The Idiot 100th Monkey to Use ‘Niche’

Stop killing words — take out illiterate monkeys instead

Photo by Chris Curry on Unsplash

The hundredth monkey effect represents how a single action or idea can reach critical mass and spread like wildfire. It takes a certain number of people / monkeys to adopt a habit before it spreads like a virus and becomes commonplace.

According to the theory, the monkeys possess communication / learning skills we have yet to discover, on some other plane. A chaotic one shared with butterflies.

The monkey mob makes spontaneous changes to DNA. With human DNA so similar to the great apes, this could result in a large-scale existential crisis for humanity. Don’t laugh. They only need a hundred volunteers, not a full-scale popular election.

I communicated telepathically with an absurd orangutan named Camus to gain inside information. The chimpanzee Nietzsche was busy making amends but said he’d meet me in the ninth circle later, wherever that is.

Both Camus and Nietzsche, who claim to be influential leaders, admitted to being part of a conspiracy to change the meaning of ‘niche’.

As I get older multiple word definitions become more difficult. Once we reach 50, our brains become almost full, with engraved definitions sunk deep into our cerebellum folds. My speeding brain reacts with 1) the flash of an image, 2) a song that somehow fits, and finally, an analysis of how the word is used.

Recalling an iconic can of maybe pig / mystery meat made popular during WWI each time I receive unwanted email is enough of a burden. Getting ‘triggered’ each time someone makes a rude comment here, or over there in Twitsville conjures the Smith & Wesson my long-gone ex owned in Montana a lifetime ago, with the catchy Thompson Twins song “Lies, lies, lies, LIES!”.

Add the oft-repeated phrase “Find your niche!” here on Medium and it’s no wonder I’m communing with disturbed dead philosophers via gorillas.

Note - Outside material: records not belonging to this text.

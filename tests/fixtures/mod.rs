//! Shared fixtures: a small document datatype with field-granular patches
//! and a field-wise three-way merger.

#![allow(dead_code)]

use std::path::Path;
use std::sync::Once;

use fishtrap::minicbor::decode;
use fishtrap::minicbor::encode::{self, Write};
use fishtrap::minicbor::{Decoder, Encoder};
use fishtrap::{AppId, Config, Database, Datatype, MergeError, Merger, PatchError, ShardId};
use uuid::Uuid;

#[derive(Clone, Debug, Default, PartialEq, Eq)]
pub struct Doc {
    pub something: i64,
    pub other: Vec<String>,
}

#[derive(Clone, Debug, Default, PartialEq, Eq)]
pub struct DocPatch {
    pub something: Option<i64>,
    pub other: Option<Vec<String>>,
}

pub fn doc(something: i64, other: &[&str]) -> Doc {
    Doc {
        something,
        other: other.iter().map(|s| s.to_string()).collect(),
    }
}

/// Take `other`'s field where it changed relative to `base`, keep
/// `target`'s otherwise. Identity on disjoint changes.
pub fn merge_docs(target: &Doc, other: &Doc, base: &Doc) -> Result<Doc, MergeError> {
    Ok(Doc {
        something: if other.something != base.something {
            other.something
        } else {
            target.something
        },
        other: if other.other != base.other {
            other.other.clone()
        } else {
            target.other.clone()
        },
    })
}

impl Datatype for Doc {
    type Patch = DocPatch;

    fn diff(base: &Self, next: &Self) -> Option<Self::Patch> {
        let patch = DocPatch {
            something: (base.something != next.something).then_some(next.something),
            other: (base.other != next.other).then(|| next.other.clone()),
        };
        (patch != DocPatch::default()).then_some(patch)
    }

    fn apply(base: &Self, patch: &Self::Patch) -> Result<Self, PatchError> {
        Ok(Doc {
            something: patch.something.unwrap_or(base.something),
            other: patch.other.clone().unwrap_or_else(|| base.other.clone()),
        })
    }

    fn encode_value<W: Write>(
        &self,
        encoder: &mut Encoder<W>,
    ) -> Result<(), encode::Error<W::Error>> {
        encoder
            .map(2)?
            .str("something")?
            .i64(self.something)?
            .str("other")?
            .array(self.other.len() as u64)?;
        for entry in &self.other {
            encoder.str(entry)?;
        }
        Ok(())
    }

    fn decode_value(decoder: &mut Decoder<'_>) -> Result<Self, decode::Error> {
        let Some(entries) = decoder.map()? else {
            return Err(decode::Error::message("indefinite map"));
        };
        let mut value = Doc::default();
        for _ in 0..entries {
            match decoder.str()? {
                "something" => value.something = decoder.i64()?,
                "other" => value.other = decode_strings(decoder)?,
                _ => decoder.skip()?,
            }
        }
        Ok(value)
    }

    fn encode_patch<W: Write>(
        patch: &Self::Patch,
        encoder: &mut Encoder<W>,
    ) -> Result<(), encode::Error<W::Error>> {
        let entries = patch.something.is_some() as u64 + patch.other.is_some() as u64;
        encoder.map(entries)?;
        if let Some(something) = patch.something {
            encoder.str("something")?.i64(something)?;
        }
        if let Some(other) = &patch.other {
            encoder.str("other")?.array(other.len() as u64)?;
            for entry in other {
                encoder.str(entry)?;
            }
        }
        Ok(())
    }

    fn decode_patch(decoder: &mut Decoder<'_>) -> Result<Self::Patch, decode::Error> {
        let Some(entries) = decoder.map()? else {
            return Err(decode::Error::message("indefinite map"));
        };
        let mut patch = DocPatch::default();
        for _ in 0..entries {
            match decoder.str()? {
                "something" => patch.something = Some(decoder.i64()?),
                "other" => patch.other = Some(decode_strings(decoder)?),
                _ => decoder.skip()?,
            }
        }
        Ok(patch)
    }
}

fn decode_strings(decoder: &mut Decoder<'_>) -> Result<Vec<String>, decode::Error> {
    let Some(entries) = decoder.array()? else {
        return Err(decode::Error::message("indefinite array"));
    };
    let mut out = Vec::with_capacity(entries as usize);
    for _ in 0..entries {
        out.push(decoder.str()?.to_string());
    }
    Ok(out)
}

pub fn app_id() -> AppId {
    AppId::new(Uuid::from_bytes([0xAA; 16]))
}

pub fn shard_id(tag: u8) -> ShardId {
    ShardId::new(Uuid::from_bytes([tag; 16]))
}

static INIT_TRACING: Once = Once::new();

/// Route library tracing through the test harness; `RUST_LOG` narrows it.
pub fn init_tracing() {
    INIT_TRACING.call_once(|| {
        let _ = tracing_subscriber::fmt()
            .with_env_filter(
                tracing_subscriber::EnvFilter::try_from_default_env()
                    .unwrap_or_else(|_| tracing_subscriber::EnvFilter::new("info")),
            )
            .with_test_writer()
            .try_init();
    });
}

/// Config with background timers disabled; the tests drive compaction and
/// rebase explicitly.
pub fn test_config(dir: &Path, shard: ShardId) -> Config {
    init_tracing();
    let mut config = Config::new(app_id(), shard);
    config.base_directory = dir.to_path_buf();
    config.compaction_interval_minutes = 0;
    config.check_interval_minutes = 0;
    config
}

pub fn open_db(dir: &Path, shard: ShardId, initial: Doc) -> Database<Doc> {
    Database::new(
        test_config(dir, shard),
        initial,
        Box::new(merge_docs) as Merger<Doc>,
        None,
    )
    .expect("open database")
}

/// Store file names in `dir` with the given suffix, sorted.
pub fn files_with_suffix(dir: &Path, suffix: &str) -> Vec<String> {
    let mut names: Vec<String> = std::fs::read_dir(dir)
        .expect("read store dir")
        .filter_map(|entry| entry.ok())
        .filter_map(|entry| entry.file_name().into_string().ok())
        .filter(|name| name.ends_with(suffix))
        .collect();
    names.sort();
    names
}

Example of statues displayed in niches.

Photo by Christopher Czermak on Unsplash

Following is a hardly believable story from Spain to help explain and illustrate the 100th Monkey concept and social problems in Spain.

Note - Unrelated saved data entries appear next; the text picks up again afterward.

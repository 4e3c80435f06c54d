//! Rebase: migrating local state onto a newer snapshot, and the open
//! procedure that bootstraps state from disk.

use std::sync::Arc;

use crate::datatype::Datatype;
use crate::error::Error;
use crate::store::scan::{DirectoryScan, scan_directory};
use crate::store::shard::{self, read_shard};
use crate::store::FileDesc;
use crate::store::snapshot::{Snapshot, read_snapshot};

use super::DbContext;
use super::state::EngineState;

/// Bootstrap engine state from the store directory.
///
/// Loads the newest unlocked, undamaged snapshot (falling back to the
/// implicit initial snapshot), replays this process's shard on top of it,
/// and rebases immediately when the shard targets an older generation.
/// Shards whose base snapshot is gone are quarantined.
pub(crate) fn open_state<T: Datatype>(ctx: &Arc<DbContext<T>>) -> Result<EngineState<T>, Error> {
    let app_id = ctx.config.app_id;
    let shard_id = ctx.config.shard_id;
    let scan = scan_directory(&ctx.dir, app_id, shard_id, true)?;

    let mut last: Option<Snapshot<T>> = None;
    for desc in scan.snapshots.iter().rev() {
        if desc.locked_by.is_some() {
            continue;
        }
        match read_snapshot::<T>(&ctx.dir, desc, app_id) {
            Ok(snapshot) => {
                last = Some(snapshot);
                break;
            }
            Err(err) => {
                tracing::warn!(snapshot = %desc.name, error = %err, "skipping damaged snapshot");
            }
        }
    }
    let last = last.unwrap_or_else(|| Snapshot::initial(ctx.initial.clone()));

    // Older own shards are debris from interrupted rebases; anything they
    // held is already merged into a newer snapshot or a newer shard.
    if scan.shards.len() > 1 {
        for desc in &scan.shards[..scan.shards.len() - 1] {
            tracing::debug!(shard = %desc.name, "removing superseded own shard");
            shard::delete_shard(&ctx.dir, shard_id, desc.generation);
        }
    }

    let Some(own) = scan.shards.last() else {
        return Ok(adopted_state(&last, ctx));
    };

    if own.generation == last.generation {
        return match replay_own_shard(ctx, own, &last) {
            Ok(state) => Ok(state),
            Err(err) => {
                tracing::warn!(shard = %own.name, error = %err, "could not replay own shard");
                quarantine(ctx, own);
                Ok(adopted_state(&last, ctx))
            }
        };
    }

    if own.generation > last.generation {
        // The snapshot this shard targets is gone.
        quarantine(ctx, own);
        return Ok(adopted_state(&last, ctx));
    }

    // The shard targets an older generation: replay it against its own
    // base snapshot, then rebase onto the newest one.
    let base = load_base_snapshot(ctx, &scan, own.generation);
    let Some(base) = base else {
        quarantine(ctx, own);
        return Ok(adopted_state(&last, ctx));
    };
    let mut state = match replay_own_shard(ctx, own, &base) {
        Ok(state) => state,
        Err(err) => {
            tracing::warn!(shard = %own.name, error = %err, "could not replay own shard");
            quarantine(ctx, own);
            return Ok(adopted_state(&last, ctx));
        }
    };
    rebase_onto(ctx, &mut state, &last, Some(&base))?;
    Ok(state)
}

/// Look for a newer unlocked snapshot and rebase onto it. Returns whether
/// a rebase happened; broken snapshots are logged and skipped until the
/// next check.
pub(crate) fn check_rebase<T: Datatype>(
    ctx: &Arc<DbContext<T>>,
    state: &mut EngineState<T>,
) -> Result<bool, Error> {
    let scan = scan_directory(&ctx.dir, ctx.config.app_id, ctx.config.shard_id, false)?;
    let Some(desc) = scan.latest_unlocked_snapshot() else {
        return Ok(false);
    };
    if desc.generation <= state.generation {
        return Ok(false);
    }
    let new_snapshot = match read_snapshot::<T>(&ctx.dir, desc, ctx.config.app_id) {
        Ok(snapshot) => snapshot,
        Err(err) => {
            tracing::warn!(snapshot = %desc.name, error = %err, "newer snapshot is unreadable; staying put");
            return Ok(false);
        }
    };
    rebase_onto(ctx, state, &new_snapshot, None)
}

/// Migrate `state` onto `new_snapshot`.
///
/// Fast path: the snapshot's ancestor entry proves all local transactions
/// are subsumed (or there are none), so its value is adopted verbatim.
/// Slow path: three-way merge against the common-ancestor snapshot at the
/// old generation; a nonempty merge delta becomes the first transaction of
/// the new generation. Without a usable common ancestor the rebase is
/// abandoned.
pub(crate) fn rebase_onto<T: Datatype>(
    ctx: &Arc<DbContext<T>>,
    state: &mut EngineState<T>,
    new_snapshot: &Snapshot<T>,
    base: Option<&Snapshot<T>>,
) -> Result<bool, Error> {
    let shard_id = ctx.config.shard_id;
    let old_generation = state.generation;
    let ancestor_sequence = new_snapshot.ancestors.get(&shard_id).copied();

    let subsumed = new_snapshot.generation == old_generation + 1
        && ancestor_sequence == Some(state.sequence);
    let nothing_local = state.shard_size == 0;

    if subsumed || nothing_local {
        state.data = new_snapshot.data.clone();
        state.sequence = ancestor_sequence.unwrap_or(0);
        state.shard_size = 0;
    } else {
        let owned_base;
        let base = match base {
            Some(base) => base,
            None => match load_base_via_scan(ctx, old_generation) {
                Some(found) => {
                    owned_base = found;
                    &owned_base
                }
                None => {
                    tracing::warn!(
                        generation = old_generation,
                        "no usable common ancestor; rebase abandoned"
                    );
                    return Ok(false);
                }
            },
        };

        let merged = (ctx.merger)(&state.data, &new_snapshot.data, &base.data)?;
        let resume_sequence = ancestor_sequence.unwrap_or(0);
        match T::diff(&new_snapshot.data, &merged) {
            Some(patch) => {
                let sequence =
                    resume_sequence
                        .checked_add(1)
                        .ok_or(Error::SequenceExhausted {
                            generation: new_snapshot.generation,
                        })?;
                let written = shard::append_txn::<T>(
                    &ctx.dir,
                    ctx.config.app_id,
                    shard_id,
                    new_snapshot.generation,
                    sequence,
                    &patch,
                )?;
                state.sequence = sequence;
                state.shard_size = written;
            }
            None => {
                state.sequence = resume_sequence;
                state.shard_size = 0;
            }
        }
        state.data = merged;
    }

    state.generation = new_snapshot.generation;
    tracing::info!(
        from = old_generation,
        to = state.generation,
        fast = subsumed || nothing_local,
        "rebased onto newer snapshot"
    );

    shard::delete_shard(&ctx.dir, shard_id, old_generation);
    collect_garbage(ctx, state);
    Ok(true)
}

/// Unlink snapshots nothing references any more: older than this process's
/// generation, unlocked, and without a shard still targeting them.
pub(crate) fn collect_garbage<T: Datatype>(ctx: &Arc<DbContext<T>>, state: &EngineState<T>) {
    let scan = match scan_directory(&ctx.dir, ctx.config.app_id, ctx.config.shard_id, false) {
        Ok(scan) => scan,
        Err(err) => {
            tracing::debug!(error = %err, "skipping snapshot garbage collection");
            return;
        }
    };
    for snapshot in &scan.snapshots {
        let referenced = scan
            .shards
            .iter()
            .any(|shard| shard.generation == snapshot.generation);
        if snapshot.generation < state.generation
            && snapshot.locked_by.is_none()
            && !referenced
        {
            tracing::info!(snapshot = %snapshot.name, "deleting unreferenced snapshot");
            let path = ctx.dir.join(&snapshot.name);
            if let Err(err) = std::fs::remove_file(&path)
                && err.kind() != std::io::ErrorKind::NotFound
            {
                tracing::debug!(path = %path.display(), error = %err, "could not delete snapshot");
            }
        }
    }
}

fn adopted_state<T: Datatype>(snapshot: &Snapshot<T>, ctx: &DbContext<T>) -> EngineState<T> {
    EngineState {
        generation: snapshot.generation,
        sequence: snapshot
            .ancestors
            .get(&ctx.config.shard_id)
            .copied()
            .unwrap_or(0),
        data: snapshot.data.clone(),
        shard_size: 0,
    }
}

fn replay_own_shard<T: Datatype>(
    ctx: &DbContext<T>,
    desc: &FileDesc,
    base: &Snapshot<T>,
) -> Result<EngineState<T>, Error> {
    let read = read_shard::<T>(&ctx.dir, desc, ctx.config.app_id, true)?;
    let mut data = base.data.clone();
    for (_, patch) in &read.txns {
        data = T::apply(&data, patch)?;
    }
    let sequence = read
        .txns
        .last()
        .map(|(sequence, _)| *sequence)
        .or_else(|| base.ancestors.get(&ctx.config.shard_id).copied())
        .unwrap_or(0);
    Ok(EngineState {
        generation: desc.generation,
        sequence,
        data,
        shard_size: read.size,
    })
}

fn load_base_snapshot<T: Datatype>(
    ctx: &DbContext<T>,
    scan: &DirectoryScan,
    generation: u32,
) -> Option<Snapshot<T>> {
    if generation == 0 {
        return Some(Snapshot::initial(ctx.initial.clone()));
    }
    let desc = scan.snapshot_at(generation)?;
    if desc.locked_by.is_some() {
        return None;
    }
    match read_snapshot::<T>(&ctx.dir, desc, ctx.config.app_id) {
        Ok(snapshot) => Some(snapshot),
        Err(err) => {
            tracing::warn!(snapshot = %desc.name, error = %err, "common ancestor snapshot is unreadable");
            None
        }
    }
}

fn load_base_via_scan<T: Datatype>(ctx: &DbContext<T>, generation: u32) -> Option<Snapshot<T>> {
    if generation == 0 {
        return Some(Snapshot::initial(ctx.initial.clone()));
    }
    let scan =
        scan_directory(&ctx.dir, ctx.config.app_id, ctx.config.shard_id, false).ok()?;
    load_base_snapshot(ctx, &scan, generation)
}

fn quarantine<T: Datatype>(ctx: &DbContext<T>, desc: &FileDesc) {
    if let Err(err) = shard::quarantine_shard(&ctx.dir, &desc.name) {
        tracing::warn!(shard = %desc.name, error = %err, "could not quarantine shard");
    }
}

Niche is one of those words reinvented, reappropriated, reimagined, and repurposed. With over a million words in the English language, I think another such as “segment” or “target audience” could be used more aptly.

Each generation interprets and ascribes new word meanings. Consider “awesome”- literally meaning to inspire awe and “literally”- now used to emphasize something figuratively or metaphorically. “Bad” became good and “literary” lost its association with literature to become a reference to anything considered intellectual or sophisticated. The “Gay 90s” recall a period of prosperity and growth in the 1890s. A century later, gay men struggled to survive AIDS.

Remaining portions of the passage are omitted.